Saudi Arabia’s May 28 inclusion in the MSCI Emerging Market Index is expected to bring in $30 to $40 billion (Dh147bn) of investment flows to the kingdom’s equities market and will be credit positive for the asset managers in the country.

“The inclusion will deepen the liquidity and trading volume of the stocks in the index and likely attract a growing number of foreign investors, a credit positive for Saudi asset managers,” Moody’s Investors Service said.

“The inflows will make the Saudi equity market, which currently has a $700 million per-diem average traded volume, placing it among the top 10 stock exchanges in the MSCI EM Index.”

This inclusion paves the way for tens of billions of dollars of additional inflows of funds to the kingdom's half-a-trillion-dollar stock market, the largest in the Mena region.

The phased addition of Saudi Arabia to the index gives the kingdom’s stocks a representative weighting on a pro forma basis of approximately 2.6 per cent of the index with 32 securities, MSCI said.

Saudi Stock Exchange, or Tadawul as it commonly known, has also been included in emerging market benchmark indices of global index provider FTSE and S&P Dow Jones.

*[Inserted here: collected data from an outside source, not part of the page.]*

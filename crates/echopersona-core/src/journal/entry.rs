//! Journal entry type and timestamp handling.

use chrono::{DateTime, NaiveDate, NaiveDateTime, SecondsFormat, TimeZone, Utc};
use serde::{Deserialize, Serialize};

use crate::error::ValidationError;

/// Layout accepted for timestamps that carry no UTC offset.
const NAIVE_FORMAT: &str = "%Y-%m-%dT%H:%M:%S%.f";

/// One saved reflection.
///
/// Field names serialize in camelCase so journal snapshots exported by the
/// mobile app deserialize unchanged.
#[derive(Debug, Clone, PartialEq, Serialize, Deserialize)]
#[serde(rename_all = "camelCase")]
pub struct JournalEntry {
    /// Prompt text shown when the entry was written.
    pub prompt: String,
    /// Free-text answer.
    pub response: String,
    /// ISO-8601 creation instant. Unique per entry; doubles as the delete key.
    pub timestamp: String,
    /// Voice recording on the device file system.
    #[serde(default, skip_serializing_if = "Option::is_none")]
    pub recording_uri: Option<String>,
    /// Recording length in milliseconds.
    #[serde(default, skip_serializing_if = "Option::is_none")]
    pub recording_duration: Option<f64>,
}

impl JournalEntry {
    /// Create an entry stamped with `created_at` at millisecond precision.
    pub fn new(
        prompt: impl Into<String>,
        response: impl Into<String>,
        created_at: DateTime<Utc>,
    ) -> Self {
        Self {
            prompt: prompt.into(),
            response: response.into(),
            timestamp: created_at.to_rfc3339_opts(SecondsFormat::Millis, true),
            recording_uri: None,
            recording_duration: None,
        }
    }

    /// Attach a voice recording reference.
    pub fn with_recording(mut self, uri: impl Into<String>, duration_ms: Option<f64>) -> Self {
        self.recording_uri = Some(uri.into());
        self.recording_duration = duration_ms;
        self
    }

    /// Check the entry is fit to be stored.
    pub fn validate(&self) -> Result<(), ValidationError> {
        if self.response.trim().is_empty() {
            return Err(ValidationError::EmptyResponse);
        }
        if self.timestamp.trim().is_empty() {
            return Err(ValidationError::InvalidValue {
                field: "timestamp".into(),
                message: "must not be empty".into(),
            });
        }
        Ok(())
    }

    /// Plain-text rendering used when sharing an entry.
    pub fn share_text(&self) -> String {
        format!("Question: {}\nAnswer: {}", self.prompt, self.response)
    }

    /// Calendar date of this entry as seen from `tz`.
    ///
    /// RFC 3339 timestamps are converted into `tz` first. Timestamps without
    /// an offset are taken as wall-clock time already in `tz`. Returns `None`
    /// for anything unparseable.
    pub fn calendar_day<Tz: TimeZone>(&self, tz: &Tz) -> Option<NaiveDate> {
        let raw = self.timestamp.trim();
        if let Ok(instant) = DateTime::parse_from_rfc3339(raw) {
            return Some(instant.with_timezone(tz).date_naive());
        }
        NaiveDateTime::parse_from_str(raw, NAIVE_FORMAT)
            .ok()
            .map(|naive| naive.date())
    }
}
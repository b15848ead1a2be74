use clap::{Parser, Subcommand};

mod commands;

#[derive(Parser)]
#[command(name = "echopersona", version, about = "EchoPersona journal CLI")]
struct Cli {
    #[command(subcommand)]
    command: Commands,
}

#[derive(Subcommand)]
enum Commands {
    /// Journal entries
    Entry {
        #[command(subcommand)]
        action: commands::entry::EntryAction,
    },
    /// Journaling streaks
    Streak {
        #[command(subcommand)]
        action: commands::streak::StreakAction,
    },
    /// Days with at least one entry
    Calendar {
        /// Output as JSON
        #[arg(long)]
        json: bool,
    },
    /// Daily reflection prompt
    Prompt {
        #[command(subcommand)]
        action: commands::prompt::PromptAction,
    },
    /// Persona profile and its timeline
    Profile {
        #[command(subcommand)]
        action: commands::profile::ProfileAction,
    },
    /// Premium status
    Premium {
        #[command(subcommand)]
        action: commands::premium::PremiumAction,
    },
    /// Configuration management
    Config {
        #[command(subcommand)]
        action: commands::config::ConfigAction,
    },
}

fn init_logging() {
    tracing_subscriber::fmt()
        .with_env_filter(
            tracing_subscriber::EnvFilter::try_from_env("ECHOPERSONA_LOG")
                .unwrap_or_else(|_| "warn".into()),
        )
        .with_writer(std::io::stderr)
        .init();
}

fn main() {
    init_logging();

    let cli = Cli::parse();
    let result = match cli.command {
        Commands::Entry { action } => commands::entry::run(action),
        Commands::Streak { action } => commands::streak::run(action),
        Commands::Calendar { json } => commands::calendar::run(json),
        Commands::Prompt { action } => commands::prompt::run(action),
        Commands::Profile { action } => commands::profile::run(action),
        Commands::Premium { action } => commands::premium::run(action),
        Commands::Config { action } => commands::config::run(action),
    };

    if let Err(e) = result {
        eprintln!("error: {e}");
        std::process::exit(1);
    }
}
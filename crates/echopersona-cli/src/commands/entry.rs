use chrono::{Local, Utc};
use clap::Subcommand;
use echopersona_core::{streak, JournalEntry, Recording};

use super::open_state;

#[derive(Subcommand)]
pub enum EntryAction {
    /// Answer the current prompt
    Add {
        /// Response text
        response: String,
        /// Answer this prompt instead of the current one
        #[arg(long)]
        prompt: Option<String>,
        /// Voice recording URI
        #[arg(long)]
        recording_uri: Option<String>,
        /// Voice recording length in milliseconds
        #[arg(long, requires = "recording_uri")]
        recording_duration: Option<f64>,
    },
    /// List entries, newest first
    List {
        /// Only entries whose prompt or response contains this text (any case)
        #[arg(long)]
        search: Option<String>,
        /// Output as JSON
        #[arg(long)]
        json: bool,
    },
    /// Print an entry as shareable text
    Share {
        /// Entry timestamp (as shown by `entry list`)
        timestamp: String,
    },
    /// Delete the entry with this timestamp
    Delete {
        /// Entry timestamp (as shown by `entry list`)
        timestamp: String,
    },
    /// Delete every entry
    Clear,
}

pub fn run(action: EntryAction) -> Result<(), Box<dyn std::error::Error>> {
    let (db, mut state) = open_state()?;

    match action {
        EntryAction::Add {
            response,
            prompt,
            recording_uri,
            recording_duration,
        } => {
            let mut rng = rand::thread_rng();
            match prompt {
                Some(p) => state.prompt.set_current_prompt(p),
                None => {
                    state.prompt.ensure_prompt(&mut rng);
                }
            }
            let recording = recording_uri.map(|uri| Recording {
                uri,
                duration_ms: recording_duration,
            });
            let entry = state.save_response(&response, recording, Utc::now(), &mut rng)?;
            db.insert_entry(&entry)?;
            db.save_prompt(&state.prompt)?;

            let summary = state.streak_summary(&Local::now());
            println!("Entry saved: {}", entry.timestamp);
            println!(
                "Current streak: {} (best {})",
                summary.current_streak, summary.best_streak
            );
        }
        EntryAction::List { search, json } => {
            let entries: Vec<&JournalEntry> = match search.as_deref() {
                Some(query) => state.journal.search(query),
                None => state.journal.entries().iter().collect(),
            };
            if json {
                println!("{}", serde_json::to_string_pretty(&entries)?);
            } else if entries.is_empty() && search.is_some() {
                println!("No matching entries.");
            } else if entries.is_empty() {
                println!("No entries yet.");
            } else {
                for entry in entries {
                    let voice = if entry.recording_uri.is_some() { " [voice]" } else { "" };
                    println!("{}  {}{}", entry.timestamp, entry.prompt, voice);
                    println!("    {}", entry.response);
                }
            }
        }
        EntryAction::Share { timestamp } => {
            let entry = state
                .journal
                .get(&timestamp)
                .ok_or_else(|| format!("no entry with timestamp {timestamp}"))?;
            println!("{}", entry.share_text());
        }
        EntryAction::Delete { timestamp } => {
            if !db.delete_entry(&timestamp)? {
                return Err(format!("no entry with timestamp {timestamp}").into());
            }
            state.journal.delete_entry(&timestamp);
            let active = streak::is_streak_active(state.journal.entries(), &Local::now());
            println!("Entry deleted: {timestamp}");
            if !active {
                println!("Streak is no longer active.");
            }
        }
        EntryAction::Clear => {
            let removed = db.clear_entries()?;
            println!("Deleted {removed} entries");
        }
    }
    Ok(())
}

These indexes are widely tracked by global investors that manage trillions of dollars in investments. MSCI EM Index has funds with assets under management in excess of $1.9 trillion benchmarked to it alone.

Saudi asset managers such as NCB Capital and Jadwa Asset Management along with firms involved in cross-border capital markets products stand to benefit from the MSCI inclusion, Moody’s noted.

Broad demand will be credit positive for the asset managers as it will allow them to offer new investment products, which will add diversification benefits. Asset managers that build strategies around the Saudi market, such as Invesco, which launched its first Saudi Arabia exchange-traded fund on the London Stock Exchange in June 2018, will likely increase their assets under management. International asset owners managing passive investment strategies in the emerging market segment will also broaden their investment universe, Moody’s said.

The MSCI inclusion will facilitate investors’ accessibility to the local stock market.

“We expect more international institutional investor participation in the onshore, largely retail-driven market,” Moody’s said. “It will increase foreign-investor ownership in the Saudi equity market, which is around 5 per cent of total market capitalisation as of April 2019.”

Overall, a deeper stock market and increased foreign investment will likely improve corporate governance and free float in Saudi Arabia, boost internationalisation and bolster investor confidence, the rating agency said.  Going forward, the weight of Saudi Arabia in the international indices will depend on the kingdom’s privatisation program, which includes public offerings including estimated $100bn planned share float of Saudi Aramco, it added.